Wednesday, April 13

backdoor man

As you may have been able to tell from recent posts here, I've been exploring various aspects of, and opinions on, social Darwinism. In digging around in this area, I came across -- among many other books -- Disseminating Darwinism : The Role of Place, Race, Religion, and Gender. There are two reasons I wouldn't have normally mentioned this book here. The first is that Amazon has just brought up a whole new interface design, and this book is perhaps the worst pick for showing how cool it looks -- the reproduction quality of the cover illustration truly sucks (unlike my tasteful rendering at the left). And second, while I'm interested in social Darwinism for its reinforcement of racialist attitudes already prevalent before The Origin of Species was published in 1859, I have no wish to get into the whole morass of anti-evolutionary creationist or pseudoscientific "intelligent design" theories. That said, the reason I am mentioning it here is an A9 search I ran on the book title, which additionally turned up a review.

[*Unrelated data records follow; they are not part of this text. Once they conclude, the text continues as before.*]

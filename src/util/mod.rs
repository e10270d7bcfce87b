//! Utility helpers behind the controller.
//!
//! SYSTEM CONTEXT
//! ==============
//! Browser/environment concerns are isolated here so the controller can be
//! driven by in-memory collaborators in tests and by `web-sys` in the page.

pub mod boot;
#[cfg(feature = "hydrate")]
pub mod browser;
pub mod dom;
pub mod memory;
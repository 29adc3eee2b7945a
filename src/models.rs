//! Collaborator seams for the external models.
//!
//! The pipeline never talks to a concrete model directly. Each capability
//! (language identification, translation, morphological analysis, reading
//! annotation) sits behind an object-safe async trait, and the orchestrator
//! receives them bundled in a [`ModelSet`]. Tests inject stubs; production
//! wires in the HTTP client from `crate::inference`.

use anyhow::Result;
use async_trait::async_trait;
use serde::{Deserialize, Serialize};
use std::sync::Arc;

use crate::lang::Language;

/// Statistical language-identification predictor.
#[async_trait]
pub trait LanguageIdentifier: Send + Sync {
    /// Predict the most likely language of `text`.
    ///
    /// Returns a language label (fastText-style `__label__xx` prefixes are
    /// tolerated by the caller) and a confidence in `[0, 1]`.
    async fn predict(&self, text: &str) -> Result<(String, f32)>;
}

/// Sequence-to-sequence translation model.
#[async_trait]
pub trait TranslationModel: Send + Sync {
    /// Translate `text` from `source` into the `target` language code.
    ///
    /// The pipeline always passes `"ja"` as the target.
    async fn translate(&self, text: &str, source: Language, target: &str) -> Result<String>;
}

/// One token of a morphological analysis.
#[derive(Debug, Clone, PartialEq, Eq, Serialize, Deserialize)]
pub struct Morpheme {
    /// Surface form as it appears in the text
    pub surface: String,

    /// Coarse part-of-speech tag
    pub part_of_speech: String,
}

/// Morphological analyzer for Japanese text.
#[async_trait]
pub trait MorphologicalAnalyzer: Send + Sync {
    /// Split `text` into an ordered sequence of morphemes.
    async fn tokenize(&self, text: &str) -> Result<Vec<Morpheme>>;
}

/// Furigana generator (optional capability).
#[async_trait]
pub trait ReadingAnnotator: Send + Sync {
    /// Annotate `text` with reading hints in bracket notation, e.g.
    /// `漢字[かんじ]`; words whose reading equals their surface form pass
    /// through unannotated.
    async fn annotate(&self, text: &str) -> Result<String>;
}

/// The capability bundle handed to the pipeline.
///
/// Replaces process-wide model handles: everything the orchestrator calls
/// out to travels through this struct, so unit tests can swap in stub
/// collaborators per test.
#[derive(Clone)]
pub struct ModelSet {
    pub identifier: Arc<dyn LanguageIdentifier>,
    pub translator: Arc<dyn TranslationModel>,
    pub analyzer: Arc<dyn MorphologicalAnalyzer>,

    /// Absent when no reading annotator is configured; the furigana field of
    /// results stays empty in that case.
    pub annotator: Option<Arc<dyn ReadingAnnotator>>,
}
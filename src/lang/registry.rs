//! Language registry: single source of truth for the supported languages.
//!
//! The registry holds every language the pipeline can translate from, along
//! with its script predicate. The order of the entries matters: it is the
//! fixed priority order the fallback resolver scans when the statistical
//! identifier is not trusted, so detection stays deterministic.

use std::sync::OnceLock;

use crate::lang::script;

/// Configuration for one supported language.
#[derive(Debug, Clone)]
pub struct LanguageConfig {
    /// ISO 639-1 language code (e.g., "en", "ja")
    pub code: &'static str,

    /// English name of the language (e.g., "Japanese")
    pub name: &'static str,

    /// Native name of the language (e.g., "日本語")
    pub native_name: &'static str,

    /// Script predicate: does a character belong to this language's script?
    pub script: fn(char) -> bool,
}

impl LanguageConfig {
    /// True if any character of `text` belongs to this language's script.
    pub fn script_matches(&self, text: &str) -> bool {
        text.chars().any(self.script)
    }
}

/// Global language registry.
///
/// Initialized once on first access; immutable thereafter.
pub struct LanguageRegistry {
    languages: Vec<LanguageConfig>,
}

static REGISTRY: OnceLock<LanguageRegistry> = OnceLock::new();

impl LanguageRegistry {
    /// Get the global registry instance.
    pub fn get() -> &'static LanguageRegistry {
        REGISTRY.get_or_init(|| LanguageRegistry {
            languages: default_languages(),
        })
    }

    /// Look up a language configuration by its code.
    pub fn get_by_code(&self, code: &str) -> Option<&LanguageConfig> {
        self.languages.iter().find(|lang| lang.code == code)
    }

    /// All supported languages, in detection priority order.
    pub fn list(&self) -> &[LanguageConfig] {
        &self.languages
    }
}

/// The supported language set.
///
/// Order is the detection fallback priority: plain Latin is checked first so
/// undecorated ASCII text resolves to English before the Romance languages
/// (whose predicate also accepts plain Latin) get a chance to claim it.
fn default_languages() -> Vec<LanguageConfig> {
    vec![
        LanguageConfig {
            code: "en",
            name: "English",
            native_name: "English",
            script: script::latin,
        },
        LanguageConfig {
            code: "hi",
            name: "Hindi",
            native_name: "हिन्दी",
            script: script::devanagari,
        },
        LanguageConfig {
            code: "ja",
            name: "Japanese",
            native_name: "日本語",
            script: script::japanese,
        },
        LanguageConfig {
            code: "ko",
            name: "Korean",
            native_name: "한국어",
            script: script::hangul,
        },
        LanguageConfig {
            code: "fr",
            name: "French",
            native_name: "Français",
            script: script::latin_extended,
        },
        LanguageConfig {
            code: "es",
            name: "Spanish",
            native_name: "Español",
            script: script::latin_extended,
        },
        LanguageConfig {
            code: "it",
            name: "Italian",
            native_name: "Italiano",
            script: script::latin_extended,
        },
        LanguageConfig {
            code: "pt",
            name: "Portuguese",
            native_name: "Português",
            script: script::latin_extended,
        },
        LanguageConfig {
            code: "ru",
            name: "Russian",
            native_name: "Русский",
            script: script::cyrillic,
        },
    ]
}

I don't know when this started, but I recently noticed that Amazon is now selling single articles, formatted as plain HTML -- i.e., not some maddeningly crippled PDF format -- for $5.95 a pop. This particular review runs to three pages (as stated on the Amazon page; in fact, it's just a bit over 700 words) and is titled Disseminating Darwinism: The Role of Place, Race, Religion, and Gender: an article from Church History -- Church History being the publication in which it originally appeared.

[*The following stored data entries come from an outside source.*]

//! HTTP client for the external model server.
//!
//! The identification, translation, morphological-analysis, and reading
//! models run behind a small HTTP service; this client implements the
//! collaborator traits against it. One attempt per call: a failed request
//! surfaces immediately as a sentence-level failure, it is never retried
//! here.

use anyhow::{Context, Result};
use async_trait::async_trait;
use serde::{de::DeserializeOwned, Deserialize, Serialize};

use crate::lang::Language;
use crate::models::{
    LanguageIdentifier, Morpheme, MorphologicalAnalyzer, ReadingAnnotator, TranslationModel,
};

/// Client for the model server's HTTP API.
#[derive(Debug, Clone)]
pub struct ModelServerClient {
    http: reqwest::Client,
    base_url: String,
    api_key: Option<String>,
    translator_model: String,
}

#[derive(Debug, Serialize)]
struct IdentifyRequest<'a> {
    text: &'a str,
}

#[derive(Debug, Deserialize)]
struct IdentifyResponse {
    language: String,
    confidence: f32,
}

#[derive(Debug, Serialize)]
struct TranslateRequest<'a> {
    text: &'a str,
    source_lang: &'a str,
    target_lang: &'a str,
    model: &'a str,
}

#[derive(Debug, Deserialize)]
struct TranslateResponse {
    translation: String,
}

#[derive(Debug, Serialize)]
struct TokenizeRequest<'a> {
    text: &'a str,
}

#[derive(Debug, Deserialize)]
struct TokenizeResponse {
    morphemes: Vec<Morpheme>,
}

#[derive(Debug, Serialize)]
struct ReadingsRequest<'a> {
    text: &'a str,
}

#[derive(Debug, Deserialize)]
struct ReadingsResponse {
    tokens: Vec<ReadingToken>,
}

#[derive(Debug, Deserialize)]
struct ReadingToken {
    surface: String,
    reading: String,
}

impl ModelServerClient {
    /// Create a client for the server at `base_url`.
    pub fn new(
        base_url: impl Into<String>,
        api_key: Option<String>,
        translator_model: impl Into<String>,
    ) -> Self {
        Self {
            http: reqwest::Client::new(),
            base_url: base_url.into().trim_end_matches('/').to_string(),
            api_key,
            translator_model: translator_model.into(),
        }
    }

    /// The model identifier sent with every translation request; also the
    /// model component of cache keys.
    pub fn translator_model(&self) -> &str {
        &self.translator_model
    }

    async fn post<T: Serialize, R: DeserializeOwned>(&self, endpoint: &str, body: &T) -> Result<R> {
        let url = format!("{}{}", self.base_url, endpoint);
        let mut request = self.http.post(&url).json(body);
        if let Some(key) = &self.api_key {
            request = request.header("Authorization", format!("Bearer {}", key));
        }

        let response = request
            .send()
            .await
            .with_context(|| format!("Failed to reach model server at {}", url))?;

        if !response.status().is_success() {
            let status = response.status();
            let body = response.text().await.unwrap_or_default();
            anyhow::bail!("Model server error ({}) on {}: {}", status, endpoint, body);
        }

        response
            .json()
            .await
            .with_context(|| format!("Failed to parse model server response from {}", endpoint))
    }
}

#[async_trait]
impl LanguageIdentifier for ModelServerClient {
    async fn predict(&self, text: &str) -> Result<(String, f32)> {
        let response: IdentifyResponse = self.post("/identify", &IdentifyRequest { text }).await?;
        Ok((response.language, response.confidence))
    }
}

#[async_trait]
impl TranslationModel for ModelServerClient {
    async fn translate(&self, text: &str, source: Language, target: &str) -> Result<String> {
        let response: TranslateResponse = self
            .post(
                "/translate",
                &TranslateRequest {
                    text,
                    source_lang: source.code(),
                    target_lang: target,
                    model: &self.translator_model,
                },
            )
            .await?;
        Ok(response.translation)
    }
}

#[async_trait]
impl MorphologicalAnalyzer for ModelServerClient {
    async fn tokenize(&self, text: &str) -> Result<Vec<Morpheme>> {
        let response: TokenizeResponse = self.post("/tokenize", &TokenizeRequest { text }).await?;
        Ok(response.morphemes)
    }
}

#[async_trait]
impl ReadingAnnotator for ModelServerClient {
    async fn annotate(&self, text: &str) -> Result<String> {
        let response: ReadingsResponse = self.post("/readings", &ReadingsRequest { text }).await?;
        Ok(format_readings(&response.tokens))
    }
}

/// Render reading tokens in bracket notation: `漢字[かんじ]` when the reading
/// differs from the surface form, plain pass-through when it does not.
fn format_readings(tokens: &[ReadingToken]) -> String {
    let mut out = String::new();
    for token in tokens {
        if token.reading.is_empty() || token.reading == token.surface {
            out.push_str(&token.surface);
        } else {
            out.push_str(&format!("{}[{}]", token.surface, token.reading));
        }
    }
    out
}
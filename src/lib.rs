//! Multilingual text → Standard Japanese pipeline.
//!
//! Takes free-form multilingual text, splits it into sentences, identifies
//! each sentence's source language (with a deterministic script fallback),
//! translates non-Japanese sentences through an external model behind a
//! durable cache and a per-session rate limiter, normalizes the output per
//! language, and attaches a morphological breakdown.
//!
//! The external models (identifier, translator, morphological analyzer,
//! furigana annotator) are capabilities behind the traits in [`models`];
//! [`inference`] provides the HTTP-backed production implementation and
//! tests inject stubs.

pub mod cache;
pub mod config;
pub mod inference;
pub mod lang;
pub mod metrics;
pub mod models;
pub mod normalize;
pub mod pipeline;
pub mod rate_limit;
pub mod segment;

pub use cache::{CacheKey, TranslationCache};
pub use lang::{DetectionResult, Language};
pub use models::{ModelSet, Morpheme};
pub use pipeline::{Pipeline, PipelineError, ProcessingResult};
pub use rate_limit::RateLimiter;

And that wouldn't have been worth mentioning either, by itself. However, I serendipitously ran across the self-same article on HighBeam this morning. So... a) if you care the least bit (it could  happen) about Darwinism's relationship to place, race, religion, and gender; and b) if you click on the link below: you can save yourself six bucks.

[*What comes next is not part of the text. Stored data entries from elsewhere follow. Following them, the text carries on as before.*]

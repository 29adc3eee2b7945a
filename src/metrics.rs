//! Pipeline observability counters.
//!
//! Lock-free process-wide counters for the translation path: cache traffic,
//! translator calls and failures, rate-limiter denials. Observational only:
//! nothing in the pipeline branches on these values.

use serde::Serialize;
use std::sync::atomic::{AtomicUsize, Ordering};
use std::sync::OnceLock;

/// Global pipeline metrics singleton.
pub struct PipelineMetrics {
    cache_hits: AtomicUsize,
    cache_misses: AtomicUsize,
    translator_calls: AtomicUsize,
    translator_failures: AtomicUsize,
    rate_limited: AtomicUsize,
}

static METRICS: OnceLock<PipelineMetrics> = OnceLock::new();

impl PipelineMetrics {
    /// Get the global metrics instance.
    pub fn global() -> &'static PipelineMetrics {
        METRICS.get_or_init(|| PipelineMetrics {
            cache_hits: AtomicUsize::new(0),
            cache_misses: AtomicUsize::new(0),
            translator_calls: AtomicUsize::new(0),
            translator_failures: AtomicUsize::new(0),
            rate_limited: AtomicUsize::new(0),
        })
    }

    pub fn record_cache_hit(&self) {
        self.cache_hits.fetch_add(1, Ordering::Relaxed);
    }

    pub fn record_cache_miss(&self) {
        self.cache_misses.fetch_add(1, Ordering::Relaxed);
    }

    pub fn record_translator_call(&self) {
        self.translator_calls.fetch_add(1, Ordering::Relaxed);
    }

    pub fn record_translator_failure(&self) {
        self.translator_failures.fetch_add(1, Ordering::Relaxed);
    }

    pub fn record_rate_limited(&self) {
        self.rate_limited.fetch_add(1, Ordering::Relaxed);
    }

    pub fn cache_hits(&self) -> usize {
        self.cache_hits.load(Ordering::Relaxed)
    }

    pub fn cache_misses(&self) -> usize {
        self.cache_misses.load(Ordering::Relaxed)
    }

    pub fn translator_calls(&self) -> usize {
        self.translator_calls.load(Ordering::Relaxed)
    }

    pub fn translator_failures(&self) -> usize {
        self.translator_failures.load(Ordering::Relaxed)
    }

    pub fn rate_limited(&self) -> usize {
        self.rate_limited.load(Ordering::Relaxed)
    }

    /// Generate a snapshot report.
    pub fn report(&self) -> MetricsReport {
        let hits = self.cache_hits();
        let misses = self.cache_misses();
        let lookups = hits + misses;
        let cache_hit_rate = if lookups > 0 {
            (hits as f64 / lookups as f64) * 100.0
        } else {
            0.0
        };

        let calls = self.translator_calls();
        let failures = self.translator_failures();
        let translator_success_rate = if calls > 0 {
            ((calls - failures) as f64 / calls as f64) * 100.0
        } else {
            0.0
        };

        MetricsReport {
            cache_hits: hits,
            cache_misses: misses,
            cache_hit_rate,
            translator_calls: calls,
            translator_failures: failures,
            translator_success_rate,
            rate_limited: self.rate_limited(),
        }
    }

    /// Reset all counters to zero (useful for testing).
    #[cfg(test)]
    pub fn reset(&self) {
        self.cache_hits.store(0, Ordering::Relaxed);
        self.cache_misses.store(0, Ordering::Relaxed);
        self.translator_calls.store(0, Ordering::Relaxed);
        self.translator_failures.store(0, Ordering::Relaxed);
        self.rate_limited.store(0, Ordering::Relaxed);
    }
}

/// Point-in-time snapshot of the pipeline counters.
#[derive(Debug, Clone, Serialize)]
pub struct MetricsReport {
    pub cache_hits: usize,
    pub cache_misses: usize,
    /// Cache hit rate as a percentage (0-100)
    pub cache_hit_rate: f64,
    pub translator_calls: usize,
    pub translator_failures: usize,
    /// Translator success rate as a percentage (0-100)
    pub translator_success_rate: f64,
    pub rate_limited: usize,
}

#[cfg(test)]
mod tests {
    use super::*;
    use serial_test::serial;

    fn reset_metrics() {
        PipelineMetrics::global().reset();
    }

    #[test]
    #[serial]
    fn test_counters_increment() {
        reset_metrics();
        let metrics = PipelineMetrics::global();

        metrics.record_cache_hit();
        metrics.record_cache_miss();
        metrics.record_translator_call();
        metrics.record_translator_failure();
        metrics.record_rate_limited();

        assert_eq!(metrics.cache_hits(), 1);
        assert_eq!(metrics.cache_misses(), 1);
        assert_eq!(metrics.translator_calls(), 1);
        assert_eq!(metrics.translator_failures(), 1);
        assert_eq!(metrics.rate_limited(), 1);
    }

    #[test]
    #[serial]
    fn test_report_rates() {
        reset_metrics();
        let metrics = PipelineMetrics::global();

        // 3 hits, 1 miss = 75% hit rate
        metrics.record_cache_hit();
        metrics.record_cache_hit();
        metrics.record_cache_hit();
        metrics.record_cache_miss();

        // 4 calls, 1 failure = 75% success rate
        for _ in 0..4 {
            metrics.record_translator_call();
        }
        metrics.record_translator_failure();

        let report = metrics.report();
        assert_eq!(report.cache_hit_rate, 75.0);
        assert_eq!(report.translator_success_rate, 75.0);
    }

    #[test]
    #[serial]
    fn test_report_empty() {
        reset_metrics();
        let report = PipelineMetrics::global().report();

        assert_eq!(report.cache_hits, 0);
        assert_eq!(report.cache_hit_rate, 0.0);
        assert_eq!(report.translator_success_rate, 0.0);
        assert_eq!(report.rate_limited, 0);
    }

    #[test]
    #[serial]
    fn test_global_returns_same_instance() {
        let m1 = PipelineMetrics::global();
        let m2 = PipelineMetrics::global();
        assert!(std::ptr::eq(m1, m2));
    }
}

from: Disseminating Darwinism: The Role of Place, Race, Religion, and Gender a book review by Seymour Mauskopf
source: Church History, 1 June 2001
via: HighBeam Research Logo HighBeam™ Research
Here's a clip from the article...
What was especially interesting to me about the case studies "down under" was how receptive the local communities were to Darwinism. This was particularly true for New Zealand where, John Stenhouse asserts, "New Zealanders responded to Darwin with more ease, greater enthusiasm, and less social division than the inhabitants of any other region in the Englishspeaking world." One of the local circumstances here that fostered positive reception on the part of some was the employment of Darwinian arguments by settlers against the Maoris.
And -- without any brief, pro or con, re evolutionary theory per se -- that's the part I'm interested in: how the concepts of natural selection and "survival of the fittest" (a phrase coined by Herbert Spencer, not Darwin) were used to reinforce the concept of white supremacy. By the 20th century, this kind of thinking had helped to shape (via de Gobineau and others) the rationale for mass genocide -- and also informed (via Madame Blavatsky and her ilk) the "occultist" racism that still survives in contemporary New Age thought (if it deserves to be called such).